Obesity plays an important role in both sleep apnea and gout, but sleep apnea still increased the risk for gout even when weight was accounted for, said lead author Dr. Yuqing Zhang of Boston University Clinical Epidemiology Research and Training Unit.
The researchers used data on almost 10,000 people with a new diagnosis of sleep apnea from a UK database and compared them to more than 40,000 people of similar sex, age, birth year and body composition but without sleep apnea.
Over a one-year period, there were 270 cases of gout, 76 in the sleep apnea group and 194 in the larger comparison group. Gout was diagnosed at an average age of 60.
Gout was almost twice as common in the sleep apnea group as in the comparison group, according to the analysis.
Even in thin people, the risk of gout was increased by 80%, Dr. Zhang said.
The next step is to test whether treating sleep apnea also reduces the risk for gout, which seems likely, he said.
“Some studies show that if you get treatment, your uric acid may go down,” Dr.
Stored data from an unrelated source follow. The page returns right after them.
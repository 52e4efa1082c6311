//! # Internal Macros
//!
//! Boilerplate reduction for the zerocopy header structs.
//!
//! ## zerocopy_accessors!
//!
//! Generates getter and setter methods for struct fields that use the
//! little-endian wrapper types (U16, U32).
//!
//! ### Usage
//!
//! ```ignore
//! use zerocopy::little_endian::{U16, U32};
//!
//! #[repr(C)]
//! struct Header {
//!     record_count: U32,
//!     record_len: U16,
//! }
//!
//! impl Header {
//!     zerocopy_accessors! {
//!         record_count: u32,
//!         record_len: u16,
//!     }
//! }
//!
//! // Generates:
//! // pub fn record_count(&self) -> u32 { self.record_count.get() }
//! // pub fn set_record_count(&mut self, val: u32) { ... }
//! // pub fn record_len(&self) -> u16 { self.record_len.get() }
//! // pub fn set_record_len(&mut self, val: u16) { ... }
//! ```

/// Generates getter and setter methods for zerocopy little-endian fields.
#[macro_export]
macro_rules! zerocopy_accessors {
    (@impl $field:ident, u16) => {
        ::paste::paste! {
            #[inline]
            pub fn $field(&self) -> u16 {
                self.$field.get()
            }

            #[inline]
            pub fn [<set_ $field>](&mut self, val: u16) {
                self.$field = ::zerocopy::little_endian::U16::new(val);
            }
        }
    };
    (@impl $field:ident, u32) => {
        ::paste::paste! {
            #[inline]
            pub fn $field(&self) -> u32 {
                self.$field.get()
            }

            #[inline]
            pub fn [<set_ $field>](&mut self, val: u32) {
                self.$field = ::zerocopy::little_endian::U32::new(val);
            }
        }
    };
    ($($field:ident : $ty:tt),* $(,)?) => {
        $(
            $crate::zerocopy_accessors!(@impl $field, $ty);
        )*
    };
}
Zhang said.
It takes years for uric acid crystals to accumulate in the joints and lead to an eventual gout flare, so sleep apnea may not “cause” the gout, but may create a more ideal environment for a flare-up, Dr. Robert Thomas Keenan of Duke University School of Medicine in Durham, N.C., who was not part of the new study, told Reuters Health.
“Gout is the most common inflammatory arthritis in the western world,” he said. “Sleep apnea and gout risks can be reduced in many people by losing weight if they are overweight, eating healthy, and indulging in alcohol and red meats in moderation.”
The authors reported no funding or disclosures.